Сreate a note using Spark
This article shows how to create and run Spark notes in Zeppelin. By default, the Zeppelin service uses the Spark3 service core as a backend for executing Spark notes. If Spark3 and Zeppelin are installed in ADH, Zeppelin runs Spark jobs on a YARN-managed ADH cluster without any configuration.
Spark interpreters
Zeppelin comes with a built-in spark interpreter group that includes a set of interpreters for working with specific languages like Scala, Python, and R.
These interpreters are listed in the table below.

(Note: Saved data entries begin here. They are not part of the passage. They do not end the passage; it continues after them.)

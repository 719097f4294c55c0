use std::collections::HashMap;

use macroquad::prelude::*;
use serde::{Deserialize, Serialize};
use tracing::debug;

use crate::direction::Direction;
use crate::error::MapError;
use crate::raw::{RawTileRecord, RawTileset};

/// Authoring layer a tile belongs to.
///
/// Ground tiles never occlude actors; object tiles are interleaved with them.
#[derive(
    Debug, Clone, Copy, PartialEq, Eq, Hash, PartialOrd, Ord, Default, Deserialize, Serialize,
)]
#[serde(rename_all = "lowercase")]
pub enum TileLayer {
    /// Floor, drawn before everything else.
    #[default]
    Ground,
    /// Scenery that actors can walk behind.
    Object,
}

/// Per-edge block flags of a tile.
#[derive(Debug, Clone, Copy, PartialEq, Eq, Hash, Default)]
pub struct EdgeFlags {
    /// Wall on the left edge.
    pub left: bool,
    /// Wall on the right edge.
    pub right: bool,
    /// Wall on the top edge.
    pub up: bool,
    /// Wall on the bottom edge.
    pub down: bool,
}

impl EdgeFlags {
    /// Flag of the edge lying on `side`.
    pub fn on_side(self, side: Direction) -> bool {
        match side {
            Direction::Left => self.left,
            Direction::Right => self.right,
            Direction::Up => self.up,
            Direction::Down => self.down,
        }
    }
}

/// Pixel rectangle inside a tileset image.
#[derive(Debug, Clone, Copy, PartialEq, Eq, Hash)]
pub struct SourceRect {
    /// Left.
    pub x: i32,
    /// Top.
    pub y: i32,
    /// Width.
    pub w: u32,
    /// Height.
    pub h: u32,
}

impl SourceRect {
    /// As a macroquad float rect.
    pub fn to_rect(self) -> Rect {
        Rect::new(self.x as f32, self.y as f32, self.w as f32, self.h as f32)
    }
}

/// One tile of a tileset. Immutable once loaded.
#[derive(Debug, Clone, Copy, PartialEq, Eq, Hash)]
pub struct TileDefinition {
    /// Where the tile's pixels are in the tileset image.
    pub src: SourceRect,
    /// Stacking offset used when stamping multi-tile objects.
    pub z: i32,
    /// Block flags.
    pub edges: EdgeFlags,
    /// Authoring layer.
    pub layer: TileLayer,
    /// `false` keeps the tile in its cell but hides it from every query.
    pub existing: bool,
    /// Always drawn over actors in stacked compositing.
    pub always_on_top: bool,
}

impl From<&RawTileRecord> for TileDefinition {
    fn from(r: &RawTileRecord) -> Self {
        TileDefinition {
            src: SourceRect {
                x: r.x,
                y: r.y,
                w: r.w,
                h: r.h,
            },
            z: r.z,
            edges: EdgeFlags {
                left: r.l,
                right: r.r,
                up: r.u,
                down: r.d,
            },
            layer: r.layer,
            existing: r.existing,
            always_on_top: r.top,
        }
    }
}

impl From<&TileDefinition> for RawTileRecord {
    fn from(t: &TileDefinition) -> Self {
        RawTileRecord {
            x: t.src.x,
            y: t.src.y,
            w: t.src.w,
            h: t.src.h,
            z: t.z,
            l: t.edges.left,
            r: t.edges.right,
            u: t.edges.up,
            d: t.edges.down,
            layer: t.layer,
            existing: t.existing,
            top: t.always_on_top,
        }
    }
}

/// Tile definitions of one tileset image, addressed by their source `(x, y)`.
#[derive(Debug, Clone)]
pub struct TileCatalog {
    image: String,
    tiles: HashMap<(i32, i32), TileDefinition>,
    order: Vec<(i32, i32)>,
}

impl TileCatalog {
    /// Parses the tileset metadata attached to `image`.
    pub fn load(image: &str, metadata: &str) -> Result<Self, MapError> {
        let raw: RawTileset =
            serde_json::from_str(metadata).map_err(|source| MapError::Json {
                source_name: image.to_owned(),
                source,
            })?;
        let catalog = Self::from_definitions(image, raw.tiles.iter().map(TileDefinition::from));
        debug!(image, tiles = catalog.len(), "parsed tileset metadata");
        Ok(catalog)
    }

    /// Builds a catalog from already parsed definitions.
    ///
    /// A later definition at the same `(x, y)` replaces an earlier one.
    pub fn from_definitions(
        image: &str,
        defs: impl IntoIterator<Item = TileDefinition>,
    ) -> Self {
        let mut tiles = HashMap::new();
        let mut order = Vec::new();
        for def in defs {
            let key = (def.src.x, def.src.y);
            if tiles.insert(key, def).is_none() {
                order.push(key);
            }
        }
        TileCatalog {
            image: image.to_owned(),
            tiles,
            order,
        }
    }

    /// Id of the tileset image this catalog describes.
    pub fn image(&self) -> &str {
        &self.image
    }

    /// Definition whose source rect starts at `(x, y)`.
    pub fn lookup(&self, x: i32, y: i32) -> Result<&TileDefinition, MapError> {
        self.get(x, y).ok_or_else(|| MapError::TileNotFound {
            image: self.image.clone(),
            x,
            y,
        })
    }

    /// Like [`lookup`](Self::lookup) without the error.
    pub fn get(&self, x: i32, y: i32) -> Option<&TileDefinition> {
        self.tiles.get(&(x, y))
    }

    /// Definitions in metadata order.
    pub fn iter(&self) -> impl Iterator<Item = &TileDefinition> + '_ {
        self.order.iter().filter_map(move |k| self.tiles.get(k))
    }

    /// Number of definitions.
    pub fn len(&self) -> usize {
        self.order.len()
    }

    /// `true` when the tileset defines no tiles.
    pub fn is_empty(&self) -> bool {
        self.order.is_empty()
    }

    /// Serializes back into the metadata document.
    pub fn to_metadata(&self) -> String {
        let raw = RawTileset {
            tiles: self.iter().map(RawTileRecord::from).collect(),
        };
        // Plain structs with string keys always serialize.
        serde_json::to_string(&raw).unwrap_or_default()
    }
}
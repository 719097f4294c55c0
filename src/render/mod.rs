mod canvas;
mod compositor;
mod cull;

pub use canvas::{clip_blit, Canvas, MacroquadCanvas, TextureCache};
pub use compositor::{footprint_row, CompositeMode, DepthCompositor, DrawItem};
pub use cull::{is_visible, padded_view};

| Interpreter | Class | Description |
|---|---|---|
%spark |
SparkInterpreter |
Provides a Scala environment for running Spark programs |
%spark.sql |
SparkSQLInterpreter |
Allows running ANSI SQL queries on Spark DataFrame/DataSet objects |
%spark.pyspark |
PySparkInterpreter |
Provides a Python environment |
%spark.ipyspark |
IPySparkInterpreter |
Provides an IPython environment |
%spark.r |
SparkRInterpreter |
Provides a vanilla R environment with SparkR support |
%spark.ir |
SparkIRInterpreter |
Provides an R environment with SparkR support based on Jupyter IRKernel |
%spark.shiny |
SparkShinyInterpreter |
Used to create R shiny apps with SparkR support |
Shared context objects
This article assumes that the spark interpreter is used in the default shared binding mode, i.e. the interpreter is instantiated globally in the shared mode.
This means that Zeppelin creates a single JVM process with a single interpreter group to serve all Spark notes.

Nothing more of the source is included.